(Stored data)
----------------

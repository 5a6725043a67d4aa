//! PostgreSQL implementation of the user repository.

use async_trait::async_trait;
use sqlx::PgPool;
use std::sync::Arc;

use crate::domain::entities::User;
use crate::domain::repositories::UserRepository;
use crate::error::AppError;

/// PostgreSQL repository for user records.
pub struct PgUserRepository {
    pool: Arc<PgPool>,
}

impl PgUserRepository {
    /// Creates a new repository with a database connection pool.
    pub fn new(pool: Arc<PgPool>) -> Self {
        Self { pool }
    }
}

#[async_trait]
impl UserRepository for PgUserRepository {
    async fn find_all(&self) -> Result<Vec<User>, AppError> {
        let users =
            sqlx::query_as::<_, User>("SELECT id, name, email, created_at FROM users ORDER BY id")
                .fetch_all(self.pool.as_ref())
                .await?;

        Ok(users)
    }
}
use sqlx::PgPool;
use std::sync::Arc;

use crate::application::services::UserService;
use crate::infrastructure::cache::CacheService;
use crate::infrastructure::persistence::PgUserRepository;

/// Shared application state injected into all handlers.
#[derive(Clone)]
pub struct AppState {
    pub db: Arc<PgPool>,
    pub user_service: Arc<UserService<PgUserRepository>>,
    pub cache: Arc<CacheService>,
}

impl AppState {
    pub fn new(
        db: Arc<PgPool>,
        user_service: Arc<UserService<PgUserRepository>>,
        cache: Arc<CacheService>,
    ) -> Self {
        Self {
            db,
            user_service,
            cache,
        }
    }
}
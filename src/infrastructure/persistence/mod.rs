//! PostgreSQL repository implementations.

pub mod pg_user_repository;

pub use pg_user_repository::PgUserRepository;
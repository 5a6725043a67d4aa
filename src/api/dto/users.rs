//! DTOs for the user listing endpoint.

use crate::domain::entities::User;
use serde::Serialize;

/// A single user in the listing response.
#[derive(Debug, Serialize)]
pub struct UserResponse {
    pub id: i64,
    pub name: String,
    pub email: String,
}

impl From<User> for UserResponse {
    fn from(user: User) -> Self {
        Self {
            id: user.id,
            name: user.name,
            email: user.email,
        }
    }
}
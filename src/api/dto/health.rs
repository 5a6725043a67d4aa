//! DTOs for health check endpoint.

use serde::Serialize;

/// Health check response with component status.
#[derive(Debug, Serialize)]
pub struct HealthResponse {
    pub status: String,
    pub version: String,
    pub checks: HealthChecks,
}

/// Health status for each system component.
#[derive(Debug, Serialize)]
pub struct HealthChecks {
    pub database: CheckStatus,
    pub cache: CheckStatus,
}

/// Individual component health status.
#[derive(Debug, Serialize)]
pub struct CheckStatus {
    pub status: String,

    #[serde(skip_serializing_if = "Option::is_none")]
    pub message: Option<String>,
}
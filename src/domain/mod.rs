//! Domain layer containing business entities and repository contracts.
//!
//! No dependencies on infrastructure or presentation layers; repository
//! traits defined here are implemented by
//! [`crate::infrastructure::persistence`].

pub mod entities;
pub mod repositories;
//! Timeout enforcement.
//!
//! # Responsibilities
//! - Wrap outbound calls (auth validation, upstream request) with a deadline
//! - Cancel the wrapped operation cleanly when the deadline passes
//!
//! # Design Decisions
//! - Uses Tokio's timeout facilities
//! - A zero-second setting means "no deadline"
//! - Timeout errors are distinct from the wrapped operation's own errors

use std::future::Future;
use std::time::Duration;

use thiserror::Error;

#[derive(Debug, Clone, Copy, PartialEq, Eq, Error)]
#[error("deadline of {0:?} elapsed")]
pub struct DeadlineElapsed(pub Duration);

/// Convert a seconds setting into an optional deadline.
pub fn from_secs(secs: u64) -> Option<Duration> {
    (secs > 0).then(|| Duration::from_secs(secs))
}

/// Run `fut`, giving up after `deadline` when one is set.
pub async fn with_deadline<F: Future>(
    deadline: Option<Duration>,
    fut: F,
) -> Result<F::Output, DeadlineElapsed> {
    match deadline {
        Some(limit) => tokio::time::timeout(limit, fut)
            .await
            .map_err(|_| DeadlineElapsed(limit)),
        None => Ok(fut.await),
    }
}
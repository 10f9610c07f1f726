//! Routing subsystem.
//!
//! # Data Flow
//! ```text
//! Incoming Request (path)
//!     → router.rs (route lookup)
//!     → matcher.rs (segment-aligned prefix check)
//!     → Return: RouteMatch { entry, remainder } or NoMatch
//!
//! Route Compilation (at startup):
//!     RouteConfig[]
//!     → Validate prefixes and target URLs
//!     → Reject overlapping prefixes
//!     → Freeze as immutable RouteTable
//! ```
//!
//! # Design Decisions
//! - Routes are data, not one handler per backend
//! - Routes compiled at startup, immutable at runtime
//! - No regex in hot path (prefix matching only)
//! - Deterministic: same input always matches same route

pub mod matcher;
pub mod router;

pub use router::{RouteEntry, RouteError, RouteMatch, RouteTable};
//! Path prefix matching.
//!
//! # Responsibilities
//! - Check that a configured prefix is well formed
//! - Match a request path against a prefix on a segment boundary
//! - Detect prefixes that would both match the same path
//!
//! # Design Decisions
//! - Path matching is case-sensitive
//! - `/user` matches `/user`, `/user/` and `/user/x`, never `/username`
//! - No regex to guarantee O(n) matching

/// Matches the request path against a segment-aligned prefix.
#[derive(Debug, Clone, PartialEq, Eq)]
pub struct PathPrefixMatcher {
    prefix: String,
}

impl PathPrefixMatcher {
    /// Create a matcher after checking the prefix shape.
    pub fn new(prefix: impl Into<String>) -> Result<Self, &'static str> {
        let prefix = prefix.into();
        check_prefix(&prefix)?;
        Ok(Self { prefix })
    }

    pub fn prefix(&self) -> &str {
        &self.prefix
    }

    /// Returns the part of `path` after the prefix, or `None` on no match.
    ///
    /// The remainder is empty or starts with `/`.
    pub fn strip<'a>(&self, path: &'a str) -> Option<&'a str> {
        let rest = path.strip_prefix(self.prefix.as_str())?;
        if rest.is_empty() || rest.starts_with('/') {
            Some(rest)
        } else {
            None
        }
    }

    /// True when some path would be matched by both prefixes.
    pub fn overlaps(&self, other: &PathPrefixMatcher) -> bool {
        self.strip(&other.prefix).is_some() || other.strip(&self.prefix).is_some()
    }
}

/// Validate the shape of a route prefix.
pub fn check_prefix(prefix: &str) -> Result<(), &'static str> {
    if !prefix.starts_with('/') {
        return Err("must start with '/'");
    }
    if prefix.len() == 1 {
        return Err("'/' alone would shadow every other route");
    }
    if prefix.ends_with('/') {
        return Err("must not end with '/'");
    }
    if prefix.contains("//") {
        return Err("must not contain empty segments");
    }
    if prefix
        .chars()
        .any(|c| c == '?' || c == '#' || c.is_whitespace() || c.is_control())
    {
        return Err("must be a plain path without query, fragment or whitespace");
    }
    Ok(())
}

----------------

_Exercise goal_
Copy all lines above containing the string "component".

_Expected output_
/// Health check response with component status.
/// Health status for each system component.
/// Individual component health status.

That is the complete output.